Write out, from the entries below, exactly the lines that run between the lines holding "lands in; indirect" and "new object reference.", inclusive, and stop there.

--*--

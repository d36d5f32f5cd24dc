//! In-memory object model.
//!
//! [`Object`] is the tagged union every parsed value lands in; indirect
//! objects point at each other through [`ObjectRef`] and are resolved by the
//! owning [`Document`](crate::document::Document).

use crate::decoders::{self, DecodeOptions, DecodeParams};
use crate::error::{Error, Result};
use std::collections::HashMap;

/// Name → value mapping used for dictionaries and stream dictionaries.
///
/// Key order carries no meaning; the serializer sorts keys on output.
pub type Dictionary = HashMap<String, Object>;

/// A parsed object.
#[derive(Debug, Clone, PartialEq)]
pub enum Object {
    /// Null object
    Null,
    /// Boolean value
    Boolean(bool),
    /// Integer value
    Integer(i64),
    /// Real (floating-point) value
    Real(f64),
    /// String (opaque bytes, possibly encrypted)
    String(Vec<u8>),
    /// Name (without the leading /)
    Name(String),
    /// Array of objects
    Array(Vec<Object>),
    /// Dictionary
    Dictionary(Dictionary),
    /// Stream (dictionary + payload as stored, i.e. still filter-encoded)
    Stream {
        /// Stream dictionary
        dict: Dictionary,
        /// Encoded payload
        data: bytes::Bytes,
    },
    /// Indirect object reference
    Reference(ObjectRef),
}

/// Reference to an indirect object.
#[derive(Debug, Clone, Copy, PartialEq, Eq, Hash, PartialOrd, Ord)]
pub struct ObjectRef {
    /// Object number
    pub id: u32,
    /// Generation number
    pub gen: u16,
}

impl ObjectRef {
    /// Create a new object reference.
    pub fn new(id: u32, gen: u16) -> Self {
        Self { id, gen }
    }
}

impl std::fmt::Display for ObjectRef {
    fn fmt(&self, f: &mut std::fmt::Formatter<'_>) -> std::fmt::Result {
        write!(f, "{} {} R", self.id, self.gen)
    }
}

impl From<ObjectRef> for Object {
    fn from(r: ObjectRef) -> Self {
        Object::Reference(r)
    }
}

impl Object {
    /// Build a name object.
    pub fn name(name: impl Into<String>) -> Self {
        Object::Name(name.into())
    }

    /// Build a stream object from a dictionary and an already-encoded payload.
    pub fn stream(dict: Dictionary, data: impl Into<bytes::Bytes>) -> Self {
        Object::Stream {
            dict,
            data: data.into(),
        }
    }

    /// Build a numeric array from a rectangle or matrix.
    pub fn number_array(values: &[f64]) -> Self {
        Object::Array(
            values
                .iter()
                .map(|&v| {
                    if v.fract() == 0.0 && v.abs() < i64::MAX as f64 {
                        Object::Integer(v as i64)
                    } else {
                        Object::Real(v)
                    }
                })
                .collect(),
        )
    }

    /// Get the type name of this object (without data).
    pub fn type_name(&self) -> &'static str {
        match self {
            Object::Null => "Null",
            Object::Boolean(_) => "Boolean",
            Object::Integer(_) => "Integer",
            Object::Real(_) => "Real",
            Object::String(_) => "String",
            Object::Name(_) => "Name",
            Object::Array(_) => "Array",
            Object::Dictionary(_) => "Dictionary",
            Object::Stream { .. } => "Stream",
            Object::Reference(_) => "Reference",
        }
    }

    /// Try to cast to integer.
    pub fn as_integer(&self) -> Option<i64> {
        match self {
            Object::Integer(i) => Some(*i),
            _ => None,
        }
    }

    /// Integer or real, as f64.
    pub fn as_number(&self) -> Option<f64> {
        match self {
            Object::Integer(i) => Some(*i as f64),
            Object::Real(r) => Some(*r),
            _ => None,
        }
    }

    /// Try to cast to name.
    pub fn as_name(&self) -> Option<&str> {
        match self {
            Object::Name(s) => Some(s),
            _ => None,
        }
    }

    /// Try to cast to dictionary. Works for both Dictionary and Stream objects.
    pub fn as_dict(&self) -> Option<&Dictionary> {
        match self {
            Object::Dictionary(d) => Some(d),
            Object::Stream { dict, .. } => Some(dict),
            _ => None,
        }
    }

    /// Mutable dictionary access. Works for both Dictionary and Stream objects.
    pub fn as_dict_mut(&mut self) -> Option<&mut Dictionary> {
        match self {
            Object::Dictionary(d) => Some(d),
            Object::Stream { dict, .. } => Some(dict),
            _ => None,
        }
    }

    /// Try to cast to array.
    pub fn as_array(&self) -> Option<&Vec<Object>> {
        match self {
            Object::Array(arr) => Some(arr),
            _ => None,
        }
    }

    /// Try to cast to reference.
    pub fn as_reference(&self) -> Option<ObjectRef> {
        match self {
            Object::Reference(r) => Some(*r),
            _ => None,
        }
    }

    /// Try to cast to boolean.
    pub fn as_bool(&self) -> Option<bool> {
        match self {
            Object::Boolean(b) => Some(*b),
            _ => None,
        }
    }

    /// Try to cast to string (bytes).
    pub fn as_string(&self) -> Option<&[u8]> {
        match self {
            Object::String(s) => Some(s),
            _ => None,
        }
    }

    /// Check if object is null.
    pub fn is_null(&self) -> bool {
        matches!(self, Object::Null)
    }

    /// True for Stream objects.
    pub fn is_stream(&self) -> bool {
        matches!(self, Object::Stream { .. })
    }

    /// `/Type` of a dictionary or stream, if present.
    pub fn dict_type(&self) -> Option<&str> {
        self.as_dict()?.get("Type")?.as_name()
    }

    /// The stream's filter chain in decode order.
    ///
    /// `/Filter` may be a single name or an array of names; anything else
    /// counts as no filter.
    pub fn filters(&self) -> Vec<String> {
        match self.as_dict().and_then(|d| d.get("Filter")) {
            Some(Object::Name(name)) => vec![name.clone()],
            Some(Object::Array(arr)) => arr
                .iter()
                .filter_map(|o| o.as_name().map(str::to_string))
                .collect(),
            _ => Vec::new(),
        }
    }

    /// Parsed `/DecodeParms` of a stream.
    pub fn decode_params(&self) -> Option<DecodeParams> {
        self.as_dict()
            .and_then(|d| d.get("DecodeParms"))
            .and_then(DecodeParams::from_object)
    }

    /// Decode stream data using the filters in its dictionary.
    pub fn decode_stream_data(&self) -> Result<Vec<u8>> {
        self.decode_stream_data_with(&DecodeOptions::default())
    }

    /// Decode stream data with explicit limits and recovery policy.
    pub fn decode_stream_data_with(&self, options: &DecodeOptions) -> Result<Vec<u8>> {
        match self {
            Object::Stream { data, .. } => {
                let filters = self.filters();
                if filters.is_empty() {
                    return Ok(data.to_vec());
                }
                decoders::decode_stream(data, &filters, self.decode_params().as_ref(), options)
            },
            _ => Err(Error::InvalidObjectType {
                expected: "Stream".to_string(),
                found: self.type_name().to_string(),
            }),
        }
    }

    /// Call `f` on every reference directly or transitively contained in
    /// this value (without following references).
    pub fn for_each_reference(&self, f: &mut impl FnMut(ObjectRef)) {
        match self {
            Object::Reference(r) => f(*r),
            Object::Array(items) => items.iter().for_each(|o| o.for_each_reference(f)),
            Object::Dictionary(dict) | Object::Stream { dict, .. } => {
                dict.values().for_each(|o| o.for_each_reference(f))
            },
            _ => {},
        }
    }
}

/// Build a dictionary from `(key, value)` pairs.
pub fn dict<I, K>(entries: I) -> Dictionary
where
    I: IntoIterator<Item = (K, Object)>,
    K: Into<String>,
{
    entries.into_iter().map(|(k, v)| (k.into(), v)).collect()
}

#[cfg(test)]
mod tests {
    use super::*;

    #[test]
    fn test_object_integer() {
        let obj = Object::Integer(42);
        assert_eq!(obj.as_integer(), Some(42));
        assert_eq!(obj.as_number(), Some(42.0));
        assert!(obj.as_name().is_none());
        assert!(!obj.is_null());
    }

    #[test]
    fn test_object_name() {
        let obj = Object::name("Type");
        assert_eq!(obj.as_name(), Some("Type"));
        assert!(obj.as_integer().is_none());
    }

    #[test]
    fn test_object_stream_dict_access() {
        let obj = Object::stream(dict([("Length", Object::Integer(100))]), &b"stream data"[..]);
        let d = obj.as_dict().unwrap();
        assert_eq!(d.get("Length").unwrap().as_integer(), Some(100));
        assert!(obj.is_stream());
    }

    #[test]
    fn test_object_ref_display() {
        let obj_ref = ObjectRef::new(10, 0);
        assert_eq!(format!("{}", obj_ref), "10 0 R");
    }

    #[test]
    fn test_object_ref_ordering() {
        let mut refs = vec![ObjectRef::new(3, 0), ObjectRef::new(1, 2), ObjectRef::new(1, 0)];
        refs.sort();
        assert_eq!(refs, vec![ObjectRef::new(1, 0), ObjectRef::new(1, 2), ObjectRef::new(3, 0)]);
    }

    #[test]
    fn test_number_array_keeps_integers() {
        let arr = Object::number_array(&[0.0, 0.0, 595.0, 841.89]);
        let items = arr.as_array().unwrap();
        assert_eq!(items[2], Object::Integer(595));
        assert_eq!(items[3], Object::Real(841.89));
    }

    #[test]
    fn test_decode_stream_no_filter() {
        let obj = Object::stream(Dictionary::new(), &b"Hello"[..]);
        assert_eq!(obj.decode_stream_data().unwrap(), b"Hello");
    }

    #[test]
    fn test_decode_stream_filter_array() {
        let obj = Object::stream(
            dict([("Filter", Object::Array(vec![Object::name("ASCIIHexDecode")]))]),
            &b"48656C6C6F>"[..],
        );
        assert_eq!(obj.filters(), vec!["ASCIIHexDecode"]);
        assert_eq!(obj.decode_stream_data().unwrap(), b"Hello");
    }

    #[test]
    fn test_decode_stream_not_a_stream() {
        match Object::Integer(42).decode_stream_data() {
            Err(Error::InvalidObjectType { expected, found }) => {
                assert_eq!(expected, "Stream");
                assert_eq!(found, "Integer");
            },
            other => panic!("Expected InvalidObjectType error, got {:?}", other),
        }
    }

    #[test]
    fn test_filters_invalid_entry_is_empty() {
        let obj = Object::stream(dict([("Filter", Object::Integer(42))]), &b""[..]);
        assert!(obj.filters().is_empty());
    }

    #[test]
    fn test_for_each_reference_walks_nested_values() {
        let obj = Object::Dictionary(dict([
            ("A", Object::Reference(ObjectRef::new(1, 0))),
            (
                "B",
                Object::Array(vec![Object::Integer(1), Object::Reference(ObjectRef::new(2, 0))]),
            ),
        ]));
        let mut found = Vec::new();
        obj.for_each_reference(&mut |r| found.push(r.id));
        found.sort();
        assert_eq!(found, vec![1, 2]);
    }
}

--*--

WRITTEN ANSWER:
//! [`Object`] is the tagged union every parsed value lands in; indirect
//! objects point at each other through [`ObjectRef`] and are resolved by the
//! owning [`Document`](crate::document::Document).

use crate::decoders::{self, DecodeOptions, DecodeParams};
use crate::error::{Error, Result};
use std::collections::HashMap;

/// Name → value mapping used for dictionaries and stream dictionaries.
///
/// Key order carries no meaning; the serializer sorts keys on output.
pub type Dictionary = HashMap<String, Object>;

/// A parsed object.
#[derive(Debug, Clone, PartialEq)]
pub enum Object {
    /// Null object
    Null,
    /// Boolean value
    Boolean(bool),
    /// Integer value
    Integer(i64),
    /// Real (floating-point) value
    Real(f64),
    /// String (opaque bytes, possibly encrypted)
    String(Vec<u8>),
    /// Name (without the leading /)
    Name(String),
    /// Array of objects
    Array(Vec<Object>),
    /// Dictionary
    Dictionary(Dictionary),
    /// Stream (dictionary + payload as stored, i.e. still filter-encoded)
    Stream {
        /// Stream dictionary
        dict: Dictionary,
        /// Encoded payload
        data: bytes::Bytes,
    },
    /// Indirect object reference
    Reference(ObjectRef),
}

/// Reference to an indirect object.
#[derive(Debug, Clone, Copy, PartialEq, Eq, Hash, PartialOrd, Ord)]
pub struct ObjectRef {
    /// Object number
    pub id: u32,
    /// Generation number
    pub gen: u16,
}

impl ObjectRef {
    /// Create a new object reference.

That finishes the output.